The citizens of Redemption were anything but indifferent. So much so that at times they seemed to be into everybody else’s business. A private person didn’t stand a chance in Redemption. The people wore you down, had you spilling your innermost secrets before you could ever think to stop yourself.
She knew they meant it in the very best possible way, but when she’d been younger, she felt that it was an invasion, a violation of her rights. She’d wanted to be her own person, someone who made up her mind without the benefit of committee input or an ongoing, running commentary.
She wanted more than Redemption had to offer.
Even so, she had to admit, especially at a trying time like this, it was nice to know that there were people her father could count on. God knew he was going to need them once she left and went back home again, she thought. Her new home, she emphasized, since this had been home once.
“Hi, Sheriff, what can I do for you?” Ed’s voice broke into her thoughts as he addressed someone just behind her.
Ronnie smiled. The sheriff. That would be Paul Royce. He had to be, what? Seventy now? Older?
Remembering the gregarious man’s jovial countenance, Ronnie turned around, a greeting at the ready on her smiling lips.
The greeting froze.
She wasn’t looking up at Sheriff Paul Royce and his shining coal-black eyes. She found herself looking directly into the new sheriff’s blue ones. And suddenly wishing, with all her heart, that she was somewhere else. Anywhere else.
But she wasn’t.
She was right here, looking into deep blue eyes she used to find hypnotic, her mind a complete, utter useless blank.
“Hello, Ronnie.”
Chapter Two
As she was driving to Redemption, Ronnie had told herself that she would have more time before she had to face him. Instead, Cole had appeared out of the blue, and she was so not ready for their paths to cross.
Who was she kidding? There wasn’t enough time in the world for her to prepare for this first meeting after so much time had passed.
And, damn it, Cole wasn’t helping any. Not looking the way he did. This harsh land had a terrible habit of taking its toll on people, on its men as well as its women. So why wasn’t he worn-out looking?
Why wasn’t Cole at least growing the beginnings of a gut like so many other men who were barely thirty years old?

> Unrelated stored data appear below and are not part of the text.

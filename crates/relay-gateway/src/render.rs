//! Terminal rendering of relay events

use nu_ansi_term::Color;
use serde_json::Value;

/// Longest JSON preview shown for tools without a dedicated summary
const INPUT_PREVIEW_CHARS: usize = 80;

/// Turns relay events into colored terminal output.
///
/// One renderer lives for one chat turn; it remembers the last text block
/// so a block repeated by the agent is printed once.
#[derive(Debug, Default)]
pub struct Renderer {
    resuming: bool,
    last_text: Option<String>,
}

impl Renderer {
    pub fn new(resuming: bool) -> Self {
        Self {
            resuming,
            last_text: None,
        }
    }

    /// Render one event; `None` when nothing should be printed
    pub fn render(&mut self, event: &Value) -> Option<String> {
        let data = event.get("data").unwrap_or(&Value::Null);
        match event.get("type").and_then(Value::as_str)? {
            "system" if data.get("subtype").and_then(Value::as_str) == Some("init") => {
                Some(self.render_init(data))
            }
            "assistant" => self.render_assistant(data),
            "tool_progress" => Some(render_progress(data)),
            "result" => Some(render_result(data)),
            "error" => {
                let message = event.get("error").and_then(Value::as_str).unwrap_or("unknown error");
                Some(format!("\n❌ {} {}", Color::Red.paint("Error:"), message))
            }
            _ => None,
        }
    }

    fn render_init(&self, data: &Value) -> String {
        let model = data.get("model").and_then(Value::as_str).unwrap_or("unknown");
        let tools = data.get("tools").and_then(Value::as_array).map_or(0, Vec::len);
        let resume = if self.resuming { " (resuming)" } else { "" };
        format!(
            "\n🤖 {} ({}){}\n   Tools: {} available",
            Color::Cyan.paint("Initialized"),
            model,
            resume,
            tools
        )
    }

    fn render_assistant(&mut self, data: &Value) -> Option<String> {
        let blocks = data.pointer("/message/content").and_then(Value::as_array)?;

        let mut out = Vec::new();
        for block in blocks {
            match block.get("type").and_then(Value::as_str) {
                Some("text") => {
                    let Some(text) = block.get("text").and_then(Value::as_str) else {
                        continue;
                    };
                    if text.is_empty() || self.last_text.as_deref() == Some(text) {
                        continue;
                    }
                    out.push(format!("\n📝 {}", Color::White.paint(text)));
                    self.last_text = Some(text.to_string());
                }
                Some("tool_use") => {
                    let name = block.get("name").and_then(Value::as_str).unwrap_or("tool");
                    out.push(format!("\n🔧 {} {}", Color::Yellow.paint("Tool:"), name));
                    if let Some(summary) = block.get("input").and_then(|input| summarize_tool_input(name, input)) {
                        out.push(format!("   {}", Color::DarkGray.paint(summary)));
                    }
                }
                Some("thinking") => {
                    out.push(format!("\n💭 {}", Color::DarkGray.paint("Thinking...")));
                }
                _ => {}
            }
        }

        if out.is_empty() { None } else { Some(out.join("\n")) }
    }
}

fn render_progress(data: &Value) -> String {
    let tool = data.get("tool_name").and_then(Value::as_str).unwrap_or("Working");
    let elapsed = data
        .get("elapsed_time_seconds")
        .and_then(Value::as_f64)
        .unwrap_or(0.0);
    format!("\r   ⏳ {}... ({}s)", tool, elapsed.round() as u64)
}

fn render_result(data: &Value) -> String {
    let cost = data.get("total_cost_usd").and_then(Value::as_f64).unwrap_or(0.0);
    let duration_ms = data.get("duration_ms").and_then(Value::as_f64).unwrap_or(0.0);
    let status = if data.get("is_error").and_then(Value::as_bool).unwrap_or(false) {
        "❌ Error"
    } else {
        "✅ Done"
    };
    format!(
        "\n{} {}\n",
        status,
        Color::DarkGray.paint(format!("({:.1}s, ${:.4})", duration_ms / 1000.0, cost))
    )
}

/// Short human summary of a tool invocation's input
pub fn summarize_tool_input(tool: &str, input: &Value) -> Option<String> {
    if input.is_null() {
        return None;
    }
    let field = |name: &str| input.get(name).and_then(Value::as_str).unwrap_or("");

    let summary = match tool {
        "Bash" => format!("$ {}", field("command")),
        "Read" | "Edit" => field("file_path").to_string(),
        "Write" => format!(
            "{} ({} chars)",
            field("file_path"),
            field("content").chars().count()
        ),
        "Glob" => field("pattern").to_string(),
        "Grep" => format!("/{}/", field("pattern")),
        "WebSearch" => format!("\"{}\"", field("query")),
        "WebFetch" => field("url").to_string(),
        _ => {
            let json = input.to_string();
            let preview: String = json.chars().take(INPUT_PREVIEW_CHARS).collect();
            format!("{}...", preview)
        }
    };
    Some(summary)
}

#[cfg(test)]
mod tests {
    use super::*;
    use serde_json::json;

    fn assistant(blocks: Value) -> Value {
        json!({"type": "assistant", "sessionId": "s", "data": {"message": {"content": blocks}}})
    }

    #[test]
    fn test_init_banner() {
        let event = json!({
            "type": "system",
            "sessionId": "s",
            "data": {"subtype": "init", "model": "sonnet", "tools": ["Bash", "Read"]}
        });
        let out = Renderer::new(true).render(&event).unwrap();
        assert!(out.contains("sonnet"));
        assert!(out.contains("(resuming)"));
        assert!(out.contains("Tools: 2 available"));

        let out = Renderer::new(false).render(&event).unwrap();
        assert!(!out.contains("resuming"));
    }

    #[test]
    fn test_repeated_text_block_printed_once() {
        let mut renderer = Renderer::default();
        let event = assistant(json!([{"type": "text", "text": "hello"}]));
        assert!(renderer.render(&event).unwrap().contains("hello"));
        assert!(renderer.render(&event).is_none());

        let other = assistant(json!([{"type": "text", "text": "world"}]));
        assert!(renderer.render(&other).is_some());
        assert!(renderer.render(&event).is_some());
    }

    #[test]
    fn test_tool_use_and_thinking_blocks() {
        let mut renderer = Renderer::default();
        let out = renderer
            .render(&assistant(json!([
                {"type": "thinking", "thinking": "..."},
                {"type": "tool_use", "name": "Bash", "input": {"command": "ls -la"}},
            ])))
            .unwrap();
        assert!(out.contains("Thinking..."));
        assert!(out.contains("Bash"));
        assert!(out.contains("$ ls -la"));
    }

    #[test]
    fn test_progress_result_and_error() {
        let mut renderer = Renderer::default();
        let progress = renderer
            .render(&json!({"type": "tool_progress", "data": {"tool_name": "Grep", "elapsed_time_seconds": 2.6}}))
            .unwrap();
        assert!(progress.contains("Grep... (3s)"));

        let result = renderer
            .render(&json!({"type": "result", "data": {"duration_ms": 1500, "total_cost_usd": 0.01234, "is_error": false}}))
            .unwrap();
        assert!(result.contains("✅ Done"));
        assert!(result.contains("1.5s"));
        assert!(result.contains("$0.0123"));

        let error = renderer
            .render(&json!({"type": "error", "sessionId": "s", "error": "agent crashed"}))
            .unwrap();
        assert!(error.contains("agent crashed"));

        assert!(renderer.render(&json!({"type": "done", "sessionId": "s"})).is_none());
        assert!(renderer.render(&json!({"type": "user", "data": {}})).is_none());
    }

    #[test]
    fn test_summarize_tool_input() {
        assert_eq!(
            summarize_tool_input("Read", &json!({"file_path": "/etc/hosts"})).as_deref(),
            Some("/etc/hosts")
        );
        assert_eq!(
            summarize_tool_input("Write", &json!({"file_path": "a.txt", "content": "héllo"})).as_deref(),
            Some("a.txt (5 chars)")
        );
        assert_eq!(
            summarize_tool_input("Grep", &json!({"pattern": "fn main"})).as_deref(),
            Some("/fn main/")
        );
        assert_eq!(
            summarize_tool_input("WebSearch", &json!({"query": "rust"})).as_deref(),
            Some("\"rust\"")
        );
        assert!(summarize_tool_input("Bash", &Value::Null).is_none());

        let long = json!({"payload": "x".repeat(200)});
        let summary = summarize_tool_input("Custom", &long).unwrap();
        assert_eq!(summary.chars().count(), INPUT_PREVIEW_CHARS + 3);
    }
}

Heaven knew that her father looked like he was coming up on eighty instead of being in his early sixties. And the last time she’d seen her older brother, Wayne, the land had already begun to leave its stamp on him, tanning his skin—especially his face—the way that tanners cured leather.
Not that there weren’t any changes with Cole. But those changes only seemed to be for the better. Cole had lost that pretty boy look he’d once had—although his eyelashes appeared to be as long as ever. But now there was the look of a man about him, rather than a boy. A lean, muscular man whose facial features had somehow gone from sweet to chiseled.